Но едва я произносила эти слова, слышался гулкий бой часов, и у меня холодок пробегал по спине при мысли о том, что план наш еще на один час стал ближе к завершению, что стальные челюсти капкана все сильнее смыкаются над ней и все труднее их разомкнуть.
Конечно, она тоже замечала, как идет время. Она вернулась к старым привычкам: гуляла, ела, лежала в постели, — делала все как будто то же самое, только через силу, аккуратно и четко, как заводная кукла. То ли из опасения выдать себя, то ли чтобы не казалось, что время бежит слишком быстро. Я смотрела, как она пьет чай: поднимает чашку, отпивает глоток, ставит на стол, снова поднимает и снова отпивает — как машина. Или еще — как она шьет: быстро, нервно летает игла, и криво ложатся стежки. И я отворачивалась. Я вспоминала, как, свернув ковер, мы танцевали с ней польку. Вспоминала день, когда стачивала ей сломанный зуб. Как держала ее за подбородок и пальцем ощущала ее язык. Тогда это казалось обычным делом, теперь же даже подумать об этом было странно...

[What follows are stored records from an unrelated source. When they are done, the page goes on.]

//! 时间序列采样
//!
//! 把上游返回的密集价格序列缩减为图表需要的固定点数

use crate::types::SampleMode;

/// 数据处理器
pub struct DataProcessor;

impl DataProcessor {
    /// 按采样方式缩减序列，输出顺序与输入一致
    ///
    /// # 参数
    /// * `series` - 按时间排列的原始序列
    /// * `target_points` - 目标点数
    /// * `mode` - 均匀采样或末尾窗口
    pub fn sample<T: Clone>(series: &[T], target_points: usize, mode: SampleMode) -> Vec<T> {
        if target_points == 0 || series.is_empty() {
            return vec![];
        }

        match mode {
            SampleMode::TailWindow => Self::tail_window(series, target_points),
            SampleMode::Uniform => Self::uniform(series, target_points),
        }
    }

    /// 均匀采样使用的步长
    pub fn uniform_step(len: usize, target_points: usize) -> usize {
        if target_points == 0 {
            return 1;
        }
        std::cmp::max(1, len / target_points)
    }

    /// 取最后 target_points 个元素，不足时全部返回
    fn tail_window<T: Clone>(series: &[T], target_points: usize) -> Vec<T> {
        let start = series.len().saturating_sub(target_points);
        series[start..].to_vec()
    }

    /// 固定步长遍历，收集满 target_points 个或输入耗尽即停止
    fn uniform<T: Clone>(series: &[T], target_points: usize) -> Vec<T> {
        let step = Self::uniform_step(series.len(), target_points);

        series
            .iter()
            .step_by(step)
            .take(target_points)
            .cloned()
            .collect()
    }
}

pub fn sample<T: Clone>(series: &[T], target_points: usize, mode: SampleMode) -> Vec<T> {
    DataProcessor::sample(series, target_points, mode)
}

Она снова начала видеть сны. Вскакивала по ночам — ей снились кошмары. Пару раз даже с постели вставала, бродила по комнате.
— Вы не спите? — спрашивала она, заметив, что я шевельнулась.
Подходила и, дрожа, ложилась рядом, тянулась меня обнять, но тотчас убирала руки. Иногда тихонько плакала. А иной раз задавала странные вопросы, вроде: «Это наяву? Вы видите меня? Это не во сне?»
— Засыпайте скорей, — сказала я как-то ночью.
Это была одна из последних ночей в «Терновнике».
— Я боюсь, — ответила она. — Ох, Сью, мне так страшно...
Голос ее на этот раз был не тихим и вялым, а, напротив, чистым и звонким, но была в нем такая печаль, что сон мой как рукой сняло, и я посмотрела ей в лицо. Но лица не увидела. Светильник, который она всегда держала зажженным, не горел — должно быть, перевернулся или масло выгорело. Занавеси, как всегда, задернуты. Думаю, было часа три или четыре ночи. Под балдахином темно, как в сундуке. И только ее дыхание. У самого моего лица.
— Отчего страшно? спросила я.
— Мне снилось, что я замужем...
Я отвернулась. Она задышала мне в ухо. Слишком громко, как мне показалось в полной тишине. Я сказала:
— Ну скоро вы и впрямь выйдете замуж.
— Правда?
— Вы не хуже меня знаете. А теперь засыпайте лучше.